"""
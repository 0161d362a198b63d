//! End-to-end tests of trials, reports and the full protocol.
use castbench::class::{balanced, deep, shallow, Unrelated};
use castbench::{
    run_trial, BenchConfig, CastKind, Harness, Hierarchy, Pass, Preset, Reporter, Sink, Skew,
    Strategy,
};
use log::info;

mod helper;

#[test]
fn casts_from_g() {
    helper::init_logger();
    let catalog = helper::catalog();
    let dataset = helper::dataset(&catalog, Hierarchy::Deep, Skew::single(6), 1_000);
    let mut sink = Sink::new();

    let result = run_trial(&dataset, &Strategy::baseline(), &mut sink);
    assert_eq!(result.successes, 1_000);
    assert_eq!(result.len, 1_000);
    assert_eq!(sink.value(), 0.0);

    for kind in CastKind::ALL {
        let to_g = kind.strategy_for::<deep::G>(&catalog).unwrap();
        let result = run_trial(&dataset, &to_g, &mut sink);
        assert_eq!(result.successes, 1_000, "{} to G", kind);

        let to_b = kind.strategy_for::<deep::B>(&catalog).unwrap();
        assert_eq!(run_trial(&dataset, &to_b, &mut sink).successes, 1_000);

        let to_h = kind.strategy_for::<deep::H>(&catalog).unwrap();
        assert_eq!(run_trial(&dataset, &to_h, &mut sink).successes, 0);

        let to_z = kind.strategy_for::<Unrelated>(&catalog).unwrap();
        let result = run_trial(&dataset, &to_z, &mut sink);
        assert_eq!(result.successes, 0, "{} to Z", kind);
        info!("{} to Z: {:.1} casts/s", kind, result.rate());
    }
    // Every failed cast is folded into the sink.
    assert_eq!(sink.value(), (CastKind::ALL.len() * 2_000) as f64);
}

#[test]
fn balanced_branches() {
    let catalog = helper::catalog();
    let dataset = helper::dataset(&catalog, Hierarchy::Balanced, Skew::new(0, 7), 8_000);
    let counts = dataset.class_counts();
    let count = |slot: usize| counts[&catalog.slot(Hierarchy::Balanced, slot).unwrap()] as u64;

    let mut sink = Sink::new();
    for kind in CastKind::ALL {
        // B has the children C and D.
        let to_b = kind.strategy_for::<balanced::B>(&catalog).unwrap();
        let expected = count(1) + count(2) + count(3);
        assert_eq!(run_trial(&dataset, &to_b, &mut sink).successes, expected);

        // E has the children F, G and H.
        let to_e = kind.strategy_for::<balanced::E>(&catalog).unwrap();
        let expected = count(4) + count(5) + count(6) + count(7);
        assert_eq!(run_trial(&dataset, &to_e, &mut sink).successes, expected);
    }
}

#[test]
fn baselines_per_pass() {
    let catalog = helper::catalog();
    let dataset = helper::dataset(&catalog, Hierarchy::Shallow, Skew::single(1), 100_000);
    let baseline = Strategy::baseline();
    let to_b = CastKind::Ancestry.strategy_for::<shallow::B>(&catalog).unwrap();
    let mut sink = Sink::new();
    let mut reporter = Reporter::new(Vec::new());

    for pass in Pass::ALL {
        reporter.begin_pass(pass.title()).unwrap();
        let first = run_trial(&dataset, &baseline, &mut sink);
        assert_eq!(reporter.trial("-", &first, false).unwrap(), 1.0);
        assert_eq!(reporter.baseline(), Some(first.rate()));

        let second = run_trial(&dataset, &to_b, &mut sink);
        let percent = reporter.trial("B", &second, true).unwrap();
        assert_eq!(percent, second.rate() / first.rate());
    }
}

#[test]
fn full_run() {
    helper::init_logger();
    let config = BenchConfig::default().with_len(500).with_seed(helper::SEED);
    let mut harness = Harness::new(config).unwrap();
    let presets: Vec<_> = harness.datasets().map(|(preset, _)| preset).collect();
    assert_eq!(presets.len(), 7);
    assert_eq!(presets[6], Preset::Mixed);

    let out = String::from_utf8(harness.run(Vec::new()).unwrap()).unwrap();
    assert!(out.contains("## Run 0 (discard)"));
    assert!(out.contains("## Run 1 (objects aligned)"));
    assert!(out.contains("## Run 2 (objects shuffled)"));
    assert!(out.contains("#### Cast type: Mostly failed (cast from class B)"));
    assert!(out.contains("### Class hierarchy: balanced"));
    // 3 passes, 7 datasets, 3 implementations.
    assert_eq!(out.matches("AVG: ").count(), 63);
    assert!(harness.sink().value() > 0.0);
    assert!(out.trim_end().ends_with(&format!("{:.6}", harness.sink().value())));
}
"""
### Assignment
Line by line, write out the records above exactly.

### Answer to this task
repository 0161d362a198b63d
//! End-to-end tests of trials, reports and the full protocol.
use castbench::class::{balanced, deep, shallow, Unrelated};
use castbench::{
    run_trial, BenchConfig, CastKind, Harness, Hierarchy, Pass, Preset, Reporter, Sink, Skew,
    Strategy,
};
use log::info;

mod helper;

#[test]
fn casts_from_g() {
    helper::init_logger();
    let catalog = helper::catalog();
    let dataset = helper::dataset(&catalog, Hierarchy::Deep, Skew::single(6), 1_000);
    let mut sink = Sink::new();

    let result = run_trial(&dataset, &Strategy::baseline(), &mut sink);
    assert_eq!(result.successes, 1_000);
    assert_eq!(result.len, 1_000);
    assert_eq!(sink.value(), 0.0);

    for kind in CastKind::ALL {
        let to_g = kind.strategy_for::<deep::G>(&catalog).unwrap();
        let result = run_trial(&dataset, &to_g, &mut sink);
        assert_eq!(result.successes, 1_000, "{} to G", kind);

        let to_b = kind.strategy_for::<deep::B>(&catalog).unwrap();
        assert_eq!(run_trial(&dataset, &to_b, &mut sink).successes, 1_000);

        let to_h = kind.strategy_for::<deep::H>(&catalog).unwrap();
        assert_eq!(run_trial(&dataset, &to_h, &mut sink).successes, 0);

        let to_z = kind.strategy_for::<Unrelated>(&catalog).unwrap();
        let result = run_trial(&dataset, &to_z, &mut sink);
        assert_eq!(result.successes, 0, "{} to Z", kind);
        info!("{} to Z: {:.1} casts/s", kind, result.rate());
    }
    // Every failed cast is folded into the sink.
    assert_eq!(sink.value(), (CastKind::ALL.len() * 2_000) as f64);
}

#[test]
fn balanced_branches() {
    let catalog = helper::catalog();
    let dataset = helper::dataset(&catalog, Hierarchy::Balanced, Skew::new(0, 7), 8_000);
    let counts = dataset.class_counts();
    let count = |slot: usize| counts[&catalog.slot(Hierarchy::Balanced, slot).unwrap()] as u64;

    let mut sink = Sink::new();
    for kind in CastKind::ALL {
        // B has the children C and D.
        let to_b = kind.strategy_for::<balanced::B>(&catalog).unwrap();
        let expected = count(1) + count(2) + count(3);
        assert_eq!(run_trial(&dataset, &to_b, &mut sink).successes, expected);

        // E has the children F, G and H.
        let to_e = kind.strategy_for::<balanced::E>(&catalog).unwrap();
        let expected = count(4) + count(5) + count(6) + count(7);
        assert_eq!(run_trial(&dataset, &to_e, &mut sink).successes, expected);
    }
}

#[test]
fn baselines_per_pass() {
    let catalog = helper::catalog();
    let dataset = helper::dataset(&catalog, Hierarchy::Shallow, Skew::single(1), 100_000);
    let baseline = Strategy::baseline();
    let to_b = CastKind::Ancestry.strategy_for::<shallow::B>(&catalog).unwrap();
    let mut sink = Sink::new();
    let mut reporter = Reporter::new(Vec::new());

    for pass in Pass::ALL {
        reporter.begin_pass(pass.title()).unwrap();
        let first = run_trial(&dataset, &baseline, &mut sink);
        assert_eq!(reporter.trial("-", &first, false).unwrap(), 1.0);
        assert_eq!(reporter.baseline(), Some(first.rate()));

        let second = run_trial(&dataset, &to_b, &mut sink);
        let percent = reporter.trial("B", &second, true).unwrap();
        assert_eq!(percent, second.rate() / first.rate());
    }
}

#[test]
fn full_run() {
    helper::init_logger();
    let config = BenchConfig::default().with_len(500).with_seed(helper::SEED);
    let mut harness = Harness::new(config).unwrap();
    let presets: Vec<_> = harness.datasets().map(|(preset, _)| preset).collect();
    assert_eq!(presets.len(), 7);
    assert_eq!(presets[6], Preset::Mixed);

    let out = String::from_utf8(harness.run(Vec::new()).unwrap()).unwrap();
    assert!(out.contains("## Run 0 (discard)"));
    assert!(out.contains("## Run 1 (objects aligned)"));
    assert!(out.contains("## Run 2 (objects shuffled)"));
    assert!(out.contains("#### Cast type: Mostly failed (cast from class B)"));
    assert!(out.contains("### Class hierarchy: balanced"));
    // 3 passes, 7 datasets, 3 implementations.
    assert_eq!(out.matches("AVG: ").count(), 63);
    assert!(harness.sink().value() > 0.0);
    assert!(out.trim_end().ends_with(&format!("{:.6}", harness.sink().value())));
}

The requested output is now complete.